Welsh shipping magnate and Liberal Party politician (1862-1941)

Sir William Henry Seager (1862 – 10 March 1941) was a Welsh shipping magnate and Liberal Party politician who spent four years as a Member of Parliament (MP).

==Life==

William Henry Seager outside his store on Bute Street Cardiff

The Seager family were originally from Ilfracombe, Devon, but moved to Cardiff in the 1850s. William Henry Seager was born in Cardiff and initially worked as a clerk but established his own business, W. H. Seager & Company, ship's chandlers, at 109, Bute Street, Cardiff in 1892. In 1904 he bought a new ship, the 'Tempus'. By 1910 he was buying more ships, another new ship which Seager called the Amicus, then three older ships which he renamed Beatus, Salvus and Virtus, and also by 1914 the Campus had been added to the line. After the First World War three vessels were sold, but more were bought, and by 1928 W. H. Seager & Co. had a total of seven.

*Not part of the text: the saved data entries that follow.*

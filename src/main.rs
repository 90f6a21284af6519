use clap::Parser;
use factrag::cli::*;
use factrag::config::AppConfig;
use factrag::RagService;
use factrag::Result;
use tracing::info;

/// Load the corpus and build the index, reporting failures on the console
fn load_service(config: &AppConfig) -> Result<RagService> {
    RagService::from_config(config).inspect_err(|e| {
        print_error(&format!("Failed to load knowledge base: {e}"));
    })
}

#[tokio::main]
async fn main() -> Result<()> {
    let cli = Cli::parse();

    // Load configuration
    let config = AppConfig::load_from(cli.config.as_deref())?;

    // Initialize logging
    if cli.verbose {
        factrag::logging::init_logging_with_level("debug")?;
    } else {
        factrag::logging::init_logging_with_config(Some(&config))?;
    }
    info!("Configuration loaded successfully");

    // Execute the requested command
    match cli.command {
        Commands::Ask { query, sources } => {
            let service = load_service(&config)?;
            handle_ask(&service, &query, sources)?;
        }
        Commands::Search { query, limit } => {
            let service = load_service(&config)?;
            handle_search(&service, &query, limit)?;
        }
        Commands::Context { query, max } => {
            let service = load_service(&config)?;
            handle_context(&service, &query, max)?;
        }
        Commands::Chat => {
            let service = load_service(&config)?;
            handle_chat(&service)?;
        }
        Commands::Info => {
            let service = load_service(&config)?;
            handle_info(&service)?;
        }
        Commands::Section { name } => {
            let service = load_service(&config)?;
            handle_section(&service, name.as_deref())?;
        }
        Commands::Config => {
            handle_config_command(&config)?;
        }
        Commands::Serve {
            host,
            port,
            no_cors,
        } => {
            handle_serve_api(&config, host, port, no_cors).await?;
        }
    }

    Ok(())
}
//! Follow-up question suggestions
//!
//! Questions are routed to a topic by keyword, and the reply carries that
//! topic's questions plus one question from the next topic so users can
//! wander off. Everything is deterministic: the same question always
//! produces the same suggestions.

use crate::config::SuggestionTopic;
use crate::config::SuggestionsConfig;

#[derive(Debug, Clone, Default)]
pub struct SuggestionEngine {
    config: SuggestionsConfig,
}

impl SuggestionEngine {
    pub fn new(config: SuggestionsConfig) -> Self {
        Self { config }
    }

    /// Conversation starters shown before the first question or after a miss
    pub fn starters(&self) -> Vec<String> {
        self.config
            .starters
            .iter()
            .take(self.config.count)
            .cloned()
            .collect()
    }

    /// Index of the first topic with a keyword in the question, else the
    /// default topic, else the first one
    fn topic_index(&self, query: &str) -> Option<usize> {
        let topics = &self.config.topics;
        if topics.is_empty() {
            return None;
        }

        let lower = query.to_lowercase();
        topics
            .iter()
            .position(|topic| {
                topic
                    .keywords
                    .iter()
                    .any(|keyword| lower.contains(&keyword.to_lowercase()))
            })
            .or_else(|| {
                topics
                    .iter()
                    .position(|topic| topic.name == self.config.default_topic)
            })
            .or(Some(0))
    }

    pub fn detect_topic(&self, query: &str) -> Option<&SuggestionTopic> {
        self.topic_index(query).map(|idx| &self.config.topics[idx])
    }

    /// Suggestions following an answered question
    pub fn follow_ups(&self, query: &str) -> Vec<String> {
        let Some(idx) = self.topic_index(query) else {
            return self.starters();
        };

        let topics = &self.config.topics;
        let mut suggestions = topics[idx].questions.clone();

        if topics.len() > 1 {
            let neighbour = &topics[(idx + 1) % topics.len()];
            if let Some(extra) = neighbour
                .questions
                .iter()
                .find(|question| !suggestions.contains(question))
            {
                suggestions.push(extra.clone());
            }
        }

        suggestions.truncate(self.config.count);
        suggestions
    }
}
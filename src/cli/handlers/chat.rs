//! Interactive console chat

use std::io::BufRead;
use std::io::Write;
use std::io::{
    self,
};

use tracing::debug;

use crate::cli::output::*;
use crate::FactRagError;
use crate::RagService;
use crate::Result;

const EXIT_WORDS: [&str; 4] = ["exit", "quit", "bye", "goodbye"];

fn is_exit_command(line: &str) -> bool {
    EXIT_WORDS.contains(&line.trim().to_lowercase().as_str())
}

pub fn handle_chat(service: &RagService) -> Result<()> {
    println!("💬 FactRAG chat");
    println!("   Ask a question, or type 'exit' to leave.");
    println!();
    for starter in service.suggestions().starters() {
        println!("   - {starter}");
    }
    println!();

    let stdin = io::stdin();
    let mut stdout = io::stdout();
    let turns = run_chat(service, stdin.lock(), &mut stdout)?;
    print_success(&format!("Chat ended after {turns} questions. Goodbye!"));
    Ok(())
}

/// Drive a chat session over arbitrary input and output.
///
/// Returns the number of questions answered before the session ended.
pub fn run_chat<R: BufRead, W: Write>(service: &RagService, input: R, output: &mut W) -> Result<usize> {
    let mut turns = 0;
    write!(output, "You: ")?;
    output.flush()?;

    for line in input.lines() {
        let line = line?;
        if line.trim().is_empty() {
            write!(output, "You: ")?;
            output.flush()?;
            continue;
        }
        if is_exit_command(&line) {
            debug!("Chat exit requested");
            break;
        }

        match service.respond(&line) {
            Ok(reply) => {
                writeln!(output, "Bot: {}", reply.response)?;
                if !reply.suggestions.is_empty() {
                    writeln!(output, "     Try: {}", reply.suggestions.join(" | "))?;
                }
                turns += 1;
            }
            Err(FactRagError::InvalidInput(message)) => {
                writeln!(output, "Bot: {message}")?;
            }
            Err(e) => return Err(e),
        }

        write!(output, "You: ")?;
        output.flush()?;
    }

    writeln!(output)?;
    Ok(turns)
}
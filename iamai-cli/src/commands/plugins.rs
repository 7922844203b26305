//! Plugin inspection commands

use anyhow::Result;
use clap::{Args, Subcommand};
use std::path::PathBuf;

use iamai_core::{Bot, Config, DylibLoader, ModuleLoader};

/// Plugin arguments
#[derive(Args)]
pub struct PluginsArgs {
    #[command(subcommand)]
    pub command: PluginsCommands,
}

/// Plugin subcommands
#[derive(Subcommand)]
pub enum PluginsCommands {
    /// Load plugins from the configured directories and list them
    List,
    /// Load a single module and report whether it is a valid plugin
    Check {
        /// Path to the plugin library
        path: PathBuf,
    },
}

/// Run plugin command
pub fn run(config: Config, args: PluginsArgs) -> Result<()> {
    match args.command {
        PluginsCommands::List => list_plugins(config),
        PluginsCommands::Check { path } => check_plugin(&path),
    }
}

fn list_plugins(config: Config) -> Result<()> {
    if config.bot.plugin_dirs.is_empty() {
        println!("No plugin directories configured");
        println!();
        println!("Add one to the configuration file:");
        println!("  {{\"bot\": {{\"plugin_dirs\": [\"./plugins\"]}}}}");
        return Ok(());
    }

    let bot = Bot::new(config);
    bot.load_configured_plugins()?;

    let names = bot.plugin_names();
    if names.is_empty() {
        println!("No plugins found");
        return Ok(());
    }

    for name in names {
        println!("✓ {}", name);
    }
    Ok(())
}

fn check_plugin(path: &std::path::Path) -> Result<()> {
    let plugin = DylibLoader::new().load(path)?;
    println!("✓ {} ({})", plugin.name(), path.display());
    Ok(())
}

A Liberal in politics, Seager was elected at the 1918 general election to the House of Commons as MP for Cardiff East and held the seat until he stood down at the 1922 general election. He was knighted in the 1918 New Year Honours. In memory of his son Willie who was killed in action in 1916 at the age of 23, he built the William Seager Memorial Homes in Cardiff for retired Merchant Seamen and their wives and an operating theatre in Cardiff Royal Infirmary

He lived at Croft-Y-Bwla, near Monmouth and served as High Sheriff of Monmouthshire in 1932.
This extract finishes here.